Influence of lactic acid bacteria and their spent culture supernatant on hydrogen peroxide-induced interleukin-8 synthesis and necrosis of Caco-2 cells

Figures & data

Figure 1.  Influence of pre-incubation with L. plantarum 2142 on hydrogen peroxide-induced IL-8 synthesis of Caco-2 cells. Caco-2 cells were pre-treated with L. plantarum 2142 for 1 h. After removing lactobacilli by washing with plain DMEM, Caco-2 cells were exposed to 1 mM hydrogen peroxide for 1 h. Caco-2 cells exposed to 1 mM hydrogen peroxide for 1 h without pre-treatment served as positive control. After hydrogen peroxide was removed by washing, cells were allowed to recover in plain DMEM medium for up to 24 h. In the supernatants IL-8 was determined. Mean and SD of triplicates are given. There were no significant differences (p<0.05) between the IL-8 levels in the lactobacilli pre-treated cells and non-pre-treated cells.
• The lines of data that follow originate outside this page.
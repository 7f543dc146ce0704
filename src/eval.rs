//! Script interpreter — token stream + symbol store -> execution.
//!
//! There is no syntax tree. The interpreter keeps a cursor into the token
//! arena and dispatches one command per step. Block boundaries are found
//! on demand by scanning forward, and a single untagged stack of cursor
//! positions serves both loop re-entry and subroutine return.
//!
//! `end` pops whatever frame is on top. An `if` whose true branch ends
//! inside a `while` body therefore pops the loop frame and jumps back to
//! the `while`, skipping the rest of that iteration. Scripts must be
//! written with that in mind.
//!
//! Skipping a false `if` body treats `else` as a block closer at every
//! nesting level. A nested `if … else … end` inside the skipped body is
//! closed by its `else`, so its `end` closes the outer `if` and whatever
//! follows it in the false body runs. Keep `if … else` blocks out of
//! branches that may be skipped, or move them into a subroutine.

use std::time::{Duration, Instant};

use crate::env::Environment;
use crate::error::{Diagnostic, ScriptError, ScriptResult};
use crate::host::{Host, Rgb};
use crate::lexer::{string_literal, Program, Token};

/// The approximation of π that `cos` and `sin` have always used.
/// Existing scripts depend on the exact results it produces.
#[allow(clippy::approx_constant)]
const PI_APPROX: f64 = 3.14;

/// Interpreter lifecycle. `Done` is terminal.
#[derive(Debug, Clone, Copy, PartialEq, Eq)]
pub enum Status {
    /// Tokens loaded, nothing dispatched yet.
    Idle,
    Running,
    Done,
}

#[derive(Debug, Clone, Copy, PartialEq, Eq)]
enum Operator {
    Add,
    Sub,
    Mul,
    Div,
    Rem,
    Rand,
    Cos,
    Sin,
}

impl Operator {
    fn from_token(text: &str) -> Option<Self> {
        match text {
            "+" => Some(Self::Add),
            "-" => Some(Self::Sub),
            "*" => Some(Self::Mul),
            "/" => Some(Self::Div),
            "rem" => Some(Self::Rem),
            "rand" => Some(Self::Rand),
            "cos" => Some(Self::Cos),
            "sin" => Some(Self::Sin),
            _ => None,
        }
    }
}

#[derive(Debug, Clone, Copy, PartialEq, Eq)]
enum Comparator {
    Equal,
    NotEqual,
    Greater,
    Less,
    GreaterEq,
    LessEq,
}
Figure 2.  Effect of simultaneous application of Lactobacillus plantarum 2142 and 1 mM H₂O₂ on IL-8 production of Caco-2 cells. Caco-2 cells were treated for 1 h either with the combination of L. plantarum 2142 and 1 mM hydrogen peroxide or with 1 mM hydrogen peroxide alone. After removing lactobacilli and hydrogen peroxide by washing with plain DMEM, Caco-2 cells were allowed to recover in plain DMEM medium for up to 24 h. In the supernatants IL-8 was determined. Mean and SD of triplicates are given. There were no significant differences (p<0.05) between the IL-8 levels in supernatants of Caco-2 cells exposed either to lactobacilli and hydrogen peroxide concomitantly or to hydrogen peroxide alone.
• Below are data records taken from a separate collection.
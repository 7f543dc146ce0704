//! Terminal host for the `sausage` binary.
//!
//! Text output goes to stdout, one line per call. Images and audio cannot
//! be rendered in a terminal, so those commands are only logged. Matrices
//! persist as plain text files under a data directory, and key input is
//! polled from the terminal when enabled.

use std::fmt::Write as _;
use std::io::{self, Write};
use std::path::PathBuf;
use std::time::Duration;

use crossterm::event::{self, Event, KeyCode, KeyEvent, KeyEventKind};
use crossterm::terminal::{disable_raw_mode, enable_raw_mode};
use rand::rngs::StdRng;
use rand::{Rng, SeedableRng};

use crate::env::Matrix;
use crate::error::{Diagnostic, ScriptError, ScriptResult};
use crate::host::{Host, Rgb};

pub struct ConsoleOptions {
    /// Directory holding matrix files for `load` and `save`.
    pub data_dir: PathBuf,
    pub seed: Option<u64>,
    /// Poll the terminal for key presses (puts it in raw mode).
    pub keys: bool,
}

impl Default for ConsoleOptions {
    fn default() -> Self {
        Self {
            data_dir: PathBuf::from("."),
            seed: None,
            keys: false,
        }
    }
}

pub struct ConsoleHost {
    data_dir: PathBuf,
    rng: StdRng,
    raw_mode: bool,
    out: io::Stdout,
}

impl ConsoleHost {
    pub fn new(options: ConsoleOptions) -> io::Result<Self> {
        let rng = match options.seed {
            Some(seed) => StdRng::seed_from_u64(seed),
            None => StdRng::from_os_rng(),
        };
        if options.keys {
            enable_raw_mode()?;
        }
        Ok(Self {
            data_dir: options.data_dir,
            rng,
            raw_mode: options.keys,
            out: io::stdout(),
        })
    }

    fn matrix_path(&self, file: &str) -> PathBuf {
        self.data_dir.join(file)
    }
}

impl Drop for ConsoleHost {
    fn drop(&mut self) {
        let _ = self.out.flush();
        if self.raw_mode {
            let _ = disable_raw_mode();
        }
    }
}

impl Host for ConsoleHost {
    fn output_text(&mut self, text: &str, x: i32, y: i32, color: Rgb) {
        tracing::trace!(x, y, ?color, "output");
        // Raw mode disables the newline translation, so emit the carriage return ourselves.
        let line_end = if self.raw_mode { "\r\n" } else { "\n" };
        if let Err(e) = write_line(&mut self.out, text, line_end) {
            tracing::warn!(error = %e, "cannot write output");
        }
    }

    fn draw_image(
        &mut self,
        name: &str,
        x: i32,
        y: i32,
        width: i32,
        height: i32,
        angle: i32,
        flip_x: bool,
        flip_y: bool,
    ) {
        tracing::debug!(name, x, y, width, height, angle, flip_x, flip_y, "draw");
    }

    fn play_sound(&mut self, name: &str) {
        tracing::debug!(name, "sound");
    }

    fn play_music(&mut self, name: &str) {
        tracing::debug!(name, "music");
    }

    fn silence(&mut self) {
        tracing::debug!("silence");
    }

    fn refresh(&mut self) {
        if let Err(e) = self.out.flush() {
            tracing::warn!(error = %e, "cannot flush output");
        }
    }

    fn set_color(&mut self, color: Rgb) {
        tracing::debug!(?color, "color");
    }

    fn random(&mut self, low: i32, high: i32) -> i32 {
        let (low, high) = if low <= high { (low, high) } else { (high, low) };
        self.rng.random_range(low..=high)
    }

    fn load_matrix(&mut self, file: &str, matrix: &mut Matrix) -> ScriptResult<()> {
        let path = self.matrix_path(file);
        let text = std::fs::read_to_string(&path).map_err(|e| {
            Diagnostic::new(ScriptError::Host)
                .with_detail(format!("cannot read '{}': {e}", path.display()))
        })?;
        read_matrix(&text, matrix).map_err(|detail| {
            Diagnostic::new(ScriptError::Host)
                .with_detail(format!("'{}': {detail}", path.display()))
        })
    }

    fn save_matrix(&mut self, file: &str, matrix: &Matrix) -> ScriptResult<()> {
        let path = self.matrix_path(file);
        std::fs::write(&path, write_matrix(matrix)).map_err(|e| {
            Diagnostic::new(ScriptError::Host)
                .with_detail(format!("cannot write '{}': {e}", path.display()))
        })
    }

    fn read_signal(&mut self) -> i32 {
        if !self.raw_mode {
            return 0;
        }
        while let Ok(true) = event::poll(Duration::ZERO) {
            match event::read() {
                Ok(Event::Key(key)) if key.kind != KeyEventKind::Release => return key_code(key),
                Ok(_) => {}
                Err(_) => break,
            }
        }
        0
    }
}

fn write_line(out: &mut impl Write, text: &str, line_end: &str) -> io::Result<()> {
    write!(out, "{text}{line_end}")
}

/// Map a key press to the integer code scripts compare against.
fn key_code(key: KeyEvent) -> i32 {
    match key.code {
        KeyCode::Char(c) => i32::try_from(u32::from(c)).unwrap_or(0),
        KeyCode::Enter => 13,
        KeyCode::Esc => 27,
        KeyCode::Backspace => 8,
        KeyCode::Tab => 9,
        KeyCode::Left => 37,
        KeyCode::Up => 38,
        KeyCode::Right => 39,
        KeyCode::Down => 40,
        _ => 0,
    }
}

/// Fill `matrix` from text: one row per line, whitespace-separated integers.
/// Rows and columns beyond the matrix are ignored.
fn read_matrix(text: &str, matrix: &mut Matrix) -> Result<(), String> {
    for (row, line) in text.lines().enumerate().take(matrix.height()) {
        for (col, cell) in line.split_whitespace().enumerate().take(matrix.width()) {
            let value = cell
                .parse::<i32>()
                .map_err(|_| format!("invalid number '{cell}' on line {}", row + 1))?;
            matrix.set(row, col, value);
        }
    }
    Ok(())
}

fn write_matrix(matrix: &Matrix) -> String {
    let mut out = String::new();
    for row in matrix.rows() {
        let cells: Vec<String> = row.iter().map(i32::to_string).collect();
        let _ = writeln!(out, "{}", cells.join(" "));
    }
    out
}

#[cfg(test)]
mod tests {
    use super::*;
    use crossterm::event::KeyModifiers;

    #[test]
    fn matrix_text_round_trip() {
        let mut grid = Matrix::new(3, 2);
        grid.set(0, 2, 7);
        grid.set(1, 0, -4);
        let text = write_matrix(&grid);
        assert_eq!(text, "0 0 7\n-4 0 0\n");

        let mut loaded = Matrix::new(3, 2);
        read_matrix(&text, &mut loaded).unwrap();
        assert_eq!(loaded, grid);
    }

    #[test]
    fn short_and_long_rows_are_tolerated() {
        let mut grid = Matrix::new(2, 2);
        read_matrix("1 2 3\n", &mut grid).unwrap();
        assert_eq!(grid.get(0, 1), Some(2));
        assert_eq!(grid.get(1, 0), Some(0));
    }

    #[test]
    fn bad_cell_is_reported() {
        let mut grid = Matrix::new(2, 1);
        let err = read_matrix("1 x\n", &mut grid).unwrap_err();
        assert!(err.contains("'x'"));
    }

    struct ClosedPipe;

    impl Write for ClosedPipe {
        fn write(&mut self, _buf: &[u8]) -> io::Result<usize> {
            Err(io::Error::from(io::ErrorKind::BrokenPipe))
        }

        fn flush(&mut self) -> io::Result<()> {
            Ok(())
        }
    }

    #[test]
    fn write_line_ends_each_line() {
        let mut out = Vec::new();
        write_line(&mut out, "score 10", "\n").unwrap();
        write_line(&mut out, "lives 3", "\r\n").unwrap();
        assert_eq!(out, b"score 10\nlives 3\r\n");
    }

    #[test]
    fn write_line_reports_closed_output() {
        let err = write_line(&mut ClosedPipe, "score 10", "\n").unwrap_err();
        assert_eq!(err.kind(), io::ErrorKind::BrokenPipe);
    }

    #[test]
    fn key_codes() {
        let key = |code| KeyEvent::new(code, KeyModifiers::NONE);
        assert_eq!(key_code(key(KeyCode::Char('a'))), 97);
        assert_eq!(key_code(key(KeyCode::Up)), 38);
        assert_eq!(key_code(key(KeyCode::Esc)), 27);
        assert_eq!(key_code(key(KeyCode::F(1))), 0);
    }

    #[test]
    fn seeded_random_is_reproducible_and_bounded() {
        let options = || ConsoleOptions {
            seed: Some(7),
            ..ConsoleOptions::default()
        };
        let mut a = ConsoleHost::new(options()).unwrap();
        let mut b = ConsoleHost::new(options()).unwrap();
        for _ in 0..100 {
            let value = a.random(10, 1);
            assert!((1..=10).contains(&value));
            assert_eq!(value, b.random(10, 1));
        }
    }

    #[test]
    fn matrix_files_under_data_dir() {
        let dir = tempfile::tempdir().unwrap();
        let mut host = ConsoleHost::new(ConsoleOptions {
            data_dir: dir.path().to_path_buf(),
            ..ConsoleOptions::default()
        })
        .unwrap();
        let mut grid = Matrix::new(2, 2);
        grid.set(1, 1, 5);
        host.save_matrix("level.txt", &grid).unwrap();
        let mut loaded = Matrix::new(2, 2);
        host.load_matrix("level.txt", &mut loaded).unwrap();
        assert_eq!(loaded, grid);
        let err = host.load_matrix("missing.txt", &mut loaded).unwrap_err();
        assert_eq!(err.error, ScriptError::Host);
    }
}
Figure 3.  Effect of SCS of L. plantarum 2142 on hydrogen peroxide-induced IL-8 production by Caco-2 cells. Non-filter grown Caco-2 cells were treated for 1 h with 1 mM hydrogen peroxide and the combinations of 150 µl MRS broth or SCS with 850 µl of hydrogen peroxide. After the treatment period, cells were washed with plain DMEM, and allowed to recover for 24 h. In the supernatants, IL-8 was determined. Linear equations were calculated by R program. H₂O₂: −27.178 + 175.293*log(time + 1); H₂O₂+MRS: −62.682 + 171.092*log(time + 1); H₂O₂+SCS:−5.454 + 21.791*log(time + 1). There was no significant difference between the linear equations of treatment with H₂O₂ and H₂O₂+MRS. H₂O₂+SCS was significantly different from H₂O₂ or H₂O₂+MRS.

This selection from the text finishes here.